BEGIN Records to use

//! Repository traits describing persistence adapters.

use async_trait::async_trait;
use thiserror::Error;

use crate::domain::types::PageId;

#[derive(Debug, Error)]
pub enum RepoError {
    #[error("store unavailable: {0}")]
    StoreUnavailable(String),
    #[error("query failed: {0}")]
    Query(String),
    #[error("duplicate record violates unique constraint `{constraint}`")]
    Duplicate { constraint: String },
    #[error("integrity error: {message}")]
    Integrity { message: String },
    #[error("database timeout")]
    Timeout,
}

impl RepoError {
    pub fn from_persistence(err: impl std::fmt::Display) -> Self {
        Self::Query(err.to_string())
    }

    pub fn unavailable(err: impl std::fmt::Display) -> Self {
        Self::StoreUnavailable(err.to_string())
    }
}

/// Row predicate used when bulk-loading settings into the cache.
///
/// The two scopes differ: the global load honours the module
/// `active` flag while the per-module load reads every stored row.
#[derive(Debug, Clone, Copy, PartialEq, Eq, Hash)]
pub enum BulkLoadScope {
    /// Settings whose owning module is marked active.
    ActiveModules,
    /// Every settings row regardless of module state.
    AllModules,
}

impl BulkLoadScope {
    pub fn as_str(self) -> &'static str {
        match self {
            BulkLoadScope::ActiveModules => "active_modules",
            BulkLoadScope::AllModules => "all_modules",
        }
    }
}

/// One stored setting with its still-encoded value.
#[derive(Debug, Clone, PartialEq, Eq)]
pub struct SettingRow {
    pub module: String,
    pub name: String,
    pub value: String,
}

#[async_trait]
pub trait SettingsRepo: Send + Sync {
    async fn load_settings(&self, scope: BulkLoadScope) -> Result<Vec<SettingRow>, RepoError>;

    /// Insert the setting, or replace its value when `(module, name)` exists.
    async fn upsert_setting(&self, module: &str, name: &str, value: &str)
    -> Result<(), RepoError>;
}

/// Page header joined with its meta and template rows. Payload columns stay encoded.
#[derive(Debug, Clone, PartialEq, Eq)]
pub struct PageHeaderRow {
    pub id: i64,
    pub revision_id: i64,
    pub template_id: i64,
    pub title: String,
    pub navigation_title: String,
    pub navigation_title_overwrite: bool,
    pub data: Option<String>,
    pub meta_title: String,
    pub meta_title_overwrite: bool,
    pub meta_keywords: String,
    pub meta_keywords_overwrite: bool,
    pub meta_description: String,
    pub meta_description_overwrite: bool,
    pub meta_custom: Option<String>,
    pub url: String,
    pub url_overwrite: bool,
    pub template_path: String,
    pub template_data: Option<String>,
}

/// Block row left-joined with its extra; extra columns are `None` without a match.
#[derive(Debug, Clone, PartialEq, Eq)]
pub struct PageBlockRow {
    pub id: i64,
    pub extra_id: Option<i64>,
    pub html: String,
    pub extra_module: Option<String>,
    pub extra_type: Option<String>,
    pub extra_action: Option<String>,
    pub extra_data: Option<String>,
}

#[async_trait]
pub trait PagesRepo: Send + Sync {
    /// The active, visible page with `id` in `language`, if any.
    async fn find_active_page(
        &self,
        id: PageId,
        language: &str,
    ) -> Result<Option<PageHeaderRow>, RepoError>;

    /// Active blocks of `revision_id` ordered by block id.
    async fn list_active_blocks(&self, revision_id: i64) -> Result<Vec<PageBlockRow>, RepoError>;
}
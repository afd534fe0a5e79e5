//! svportable - Portable launcher for Stardew Valley
//!
//! Main entry point.
//!
//! # Overview
//!
//! Place the launcher on a portable drive. On first start it copies the Steam installation
//! next to itself; on later starts it offers to update the copy when the Steam version is
//! newer, then runs the game with its save folder redirected to the drive.
//!
//! # Execution Flow
//!
//! 1. Resolve the launcher folder from the executable path
//! 2. Load `launcher.yaml` / `SVPORTABLE_*` settings
//! 3. Initialize logging → `<launcher folder>/logs/svportable.<date>`
//! 4. Run the launch state machine with native dialogs, PE version reading and tokio
//!    process execution
//! 5. Show fatal errors, settings failures included, in a message box and exit non-zero

use anyhow::{Context, Result};
use camino::Utf8PathBuf;
use svportable::services::{PeVersionInspector, TokioProcessRunner};
use svportable::ui::{DialogPrompt, report_fatal};
use svportable::{APP_NAME, LaunchOutcome, Launcher, LauncherSettings, Layout, VERSION};

fn main() -> Result<()> {
    let (launcher_dir, settings) = match load_settings() {
        Ok(loaded) => loaded,
        // Logging is not up yet
        Err(e) => return Err(report_fatal(&DialogPrompt::new(), APP_NAME, e)),
    };

    let _guard = svportable::logging::setup_logging_with_console(
        &settings.log_dir(&launcher_dir),
        APP_NAME,
        settings.debug_logging,
        settings.console_logging,
    )?;

    tracing::info!("Starting {} v{} in {}", APP_NAME, VERSION, launcher_dir);

    let layout = Layout::from_settings(&settings, &launcher_dir)?;
    tracing::info!(
        "Save folder {} will be redirected to {}",
        layout.canonical_save_dir,
        layout.local_save_dir
    );

    let launcher = Launcher::new(
        settings,
        layout,
        DialogPrompt::new(),
        PeVersionInspector::new(),
        TokioProcessRunner::new()?,
    );

    match launcher.run() {
        Ok(LaunchOutcome::Launched {
            executable,
            exit_code,
        }) => {
            tracing::info!("{} finished with exit code {:?}", executable, exit_code);
            Ok(())
        }
        Ok(LaunchOutcome::Aborted) => Ok(()),
        Err(e) => Err(report_fatal(&DialogPrompt::new(), APP_NAME, e.into())),
    }
}

fn load_settings() -> Result<(Utf8PathBuf, LauncherSettings)> {
    let launcher_dir = launcher_dir()?;
    let settings = LauncherSettings::load(&launcher_dir)?;
    Ok((launcher_dir, settings))
}

/// Folder containing the running executable.
fn launcher_dir() -> Result<Utf8PathBuf> {
    let exe = std::env::current_exe().context("Failed to locate the launcher executable")?;
    let exe = Utf8PathBuf::try_from(exe).context("Launcher path is not valid UTF-8")?;
    exe.parent()
        .map(|dir| dir.to_path_buf())
        .context("Launcher executable has no parent folder")
}
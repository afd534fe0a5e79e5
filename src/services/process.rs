use anyhow::{Context, Result};
use camino::Utf8Path;
use std::time::Instant;
use tokio::process::Command;
use tokio::runtime::Runtime;

/// Starts an executable and waits for it to exit.
#[cfg_attr(test, mockall::automock)]
pub trait ProcessRunner {
    /// Run `executable` with no arguments from `working_dir`, blocking until it exits.
    ///
    /// # Returns
    /// The exit code, or `None` if the process was terminated by a signal
    fn run(&self, executable: &Utf8Path, working_dir: &Utf8Path) -> Result<Option<i32>>;
}

/// [`ProcessRunner`] backed by `tokio::process`.
///
/// Owns a current-thread runtime; the launcher is sequential, so `run` simply
/// blocks on the child.
pub struct TokioProcessRunner {
    runtime: Runtime,
}

impl TokioProcessRunner {
    pub fn new() -> Result<Self> {
        let runtime = tokio::runtime::Builder::new_current_thread()
            .enable_all()
            .thread_name("svportable-process")
            .build()
            .context("Failed to create tokio runtime")?;

        tracing::debug!("Process runtime initialized");
        Ok(Self { runtime })
    }
}

impl ProcessRunner for TokioProcessRunner {
    fn run(&self, executable: &Utf8Path, working_dir: &Utf8Path) -> Result<Option<i32>> {
        tracing::info!("Starting {}", executable);
        let start = Instant::now();

        let status = self
            .runtime
            .block_on(async {
                Command::new(executable)
                    .current_dir(working_dir)
                    .status()
                    .await
            })
            .with_context(|| format!("Failed to run {}", executable))?;

        let exit_code = status.code();
        tracing::info!(
            "{} exited after {:.1}s with code {:?}",
            executable,
            start.elapsed().as_secs_f32(),
            exit_code
        );
        Ok(exit_code)
    }
}
//! Executable version inspection.
//!
//! Windows executables carry a `VS_VERSIONINFO` resource whose fixed part,
//! `VS_FIXEDFILEINFO`, starts with the signature `0xFEEF04BD`:
//!
//! ```text
//! offset  field
//! 0       dwSignature        0xFEEF04BD
//! 4       dwStrucVersion     0x00010000
//! 8       dwFileVersionMS    major << 16 | minor
//! 12      dwFileVersionLS    build << 16 | revision
//! ```
//!
//! [`PeVersionInspector`] locates that block by scanning the file, which avoids walking
//! the PE resource directory and works the same on every host platform.

use crate::models::GameVersion;
use camino::{Utf8Path, Utf8PathBuf};
use std::fs;
use thiserror::Error;

const FIXED_FILE_INFO_SIGNATURE: [u8; 4] = 0xFEEF_04BDu32.to_le_bytes();
const FIXED_FILE_INFO_STRUC_VERSION: [u8; 4] = 0x0001_0000u32.to_le_bytes();
const FIXED_FILE_INFO_HEADER_LEN: usize = 16;

#[derive(Error, Debug)]
pub enum VersionError {
    #[error("Failed to read {path}: {source}")]
    Io {
        path: Utf8PathBuf,
        #[source]
        source: std::io::Error,
    },

    #[error("{0} has no file version information")]
    MissingVersionInfo(Utf8PathBuf),
}

/// Reads the file version embedded in an executable.
#[cfg_attr(test, mockall::automock)]
pub trait VersionInspector {
    /// # Errors
    /// Fails if the file cannot be read or carries no version information.
    /// Callers must not substitute a default version.
    fn read_version(&self, executable: &Utf8Path) -> Result<GameVersion, VersionError>;
}

/// [`VersionInspector`] for PE executables.
#[derive(Debug, Clone, Copy, Default)]
pub struct PeVersionInspector;

impl PeVersionInspector {
    pub fn new() -> Self {
        Self
    }
}

impl VersionInspector for PeVersionInspector {
    fn read_version(&self, executable: &Utf8Path) -> Result<GameVersion, VersionError> {
        let bytes = fs::read(executable).map_err(|source| VersionError::Io {
            path: executable.to_path_buf(),
            source,
        })?;

        let version = find_fixed_file_version(&bytes)
            .ok_or_else(|| VersionError::MissingVersionInfo(executable.to_path_buf()))?;

        tracing::debug!("{} has file version {}", executable, version);
        Ok(version)
    }
}

/// Find the first `VS_FIXEDFILEINFO` block in `bytes` and decode its file version.
pub fn find_fixed_file_version(bytes: &[u8]) -> Option<GameVersion> {
    bytes
        .windows(FIXED_FILE_INFO_HEADER_LEN)
        .find(|window| {
            window[..4] == FIXED_FILE_INFO_SIGNATURE && window[4..8] == FIXED_FILE_INFO_STRUC_VERSION
        })
        .map(|header| {
            let ms = u32::from_le_bytes([header[8], header[9], header[10], header[11]]);
            let ls = u32::from_le_bytes([header[12], header[13], header[14], header[15]]);
            GameVersion::from_packed(ms, ls)
        })
}
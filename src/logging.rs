use anyhow::{Context, Result};
use camino::Utf8Path;
use std::fs;
use tracing_appender::non_blocking::WorkerGuard;
use tracing_appender::rolling;
use tracing_subscriber::{EnvFilter, layer::SubscriberExt, util::SubscriberInitExt};

/// Setup logging with rotating file appender.
///
/// Logs are written to the specified directory with daily rotation.
///
/// # Arguments
/// * `log_dir` - Directory for log files (e.g., "logs" next to the launcher)
/// * `log_prefix` - Prefix for log files (e.g., "svportable")
/// * `debug_mode` - If true, use debug level; otherwise use info level
///
/// # Returns
/// A guard that must be held for the duration of the program to keep logging active
pub fn setup_logging(log_dir: &Utf8Path, log_prefix: &str, debug_mode: bool) -> Result<WorkerGuard> {
    setup_logging_with_console(log_dir, log_prefix, debug_mode, false)
}

/// Setup logging with optional console output for debugging.
///
/// `RUST_LOG`, when set, takes precedence over `debug_mode`.
///
/// # Arguments
/// * `log_dir` - Directory for log files
/// * `log_prefix` - Prefix for log files
/// * `debug_mode` - If true, use debug level; otherwise use info level
/// * `console_output` - If true, also log to console
///
/// # Returns
/// A guard that must be held for the duration of the program to keep logging active
pub fn setup_logging_with_console(
    log_dir: &Utf8Path,
    log_prefix: &str,
    debug_mode: bool,
    console_output: bool,
) -> Result<WorkerGuard> {
    ensure_log_dir(log_dir)?;

    // Create daily rotating file appender
    let file_appender = rolling::daily(log_dir, log_prefix);
    let (non_blocking, guard) = tracing_appender::non_blocking(file_appender);

    let file_layer = tracing_subscriber::fmt::layer()
        .with_writer(non_blocking)
        .with_ansi(false) // No ANSI codes in log files
        .with_target(true)
        .with_file(true)
        .with_line_number(true);

    // Console layer is optional; `Option<Layer>` is itself a layer
    let console_layer = console_output.then(|| {
        tracing_subscriber::fmt::layer()
            .with_ansi(true)
            .with_target(false)
    });

    tracing_subscriber::registry()
        .with(env_filter(debug_mode))
        .with(file_layer)
        .with(console_layer)
        .try_init()
        .context("Failed to install the global tracing subscriber")?;

    tracing::info!(
        "Logging initialized: dir={}, prefix={}, debug={}, console={}",
        log_dir,
        log_prefix,
        debug_mode,
        console_output
    );

    Ok(guard)
}

fn ensure_log_dir(log_dir: &Utf8Path) -> Result<()> {
    if !log_dir.exists() {
        fs::create_dir_all(log_dir)
            .with_context(|| format!("Failed to create log directory: {}", log_dir))?;
    }
    Ok(())
}

fn env_filter(debug_mode: bool) -> EnvFilter {
    EnvFilter::try_from_default_env().unwrap_or_else(|_| {
        if debug_mode {
            EnvFilter::new("debug")
        } else {
            EnvFilter::new("info")
        }
    })
}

END Records to use

In the entries above, count each line holding "ActiveModules" and report the total and nothing more.

_Finished exercise_
2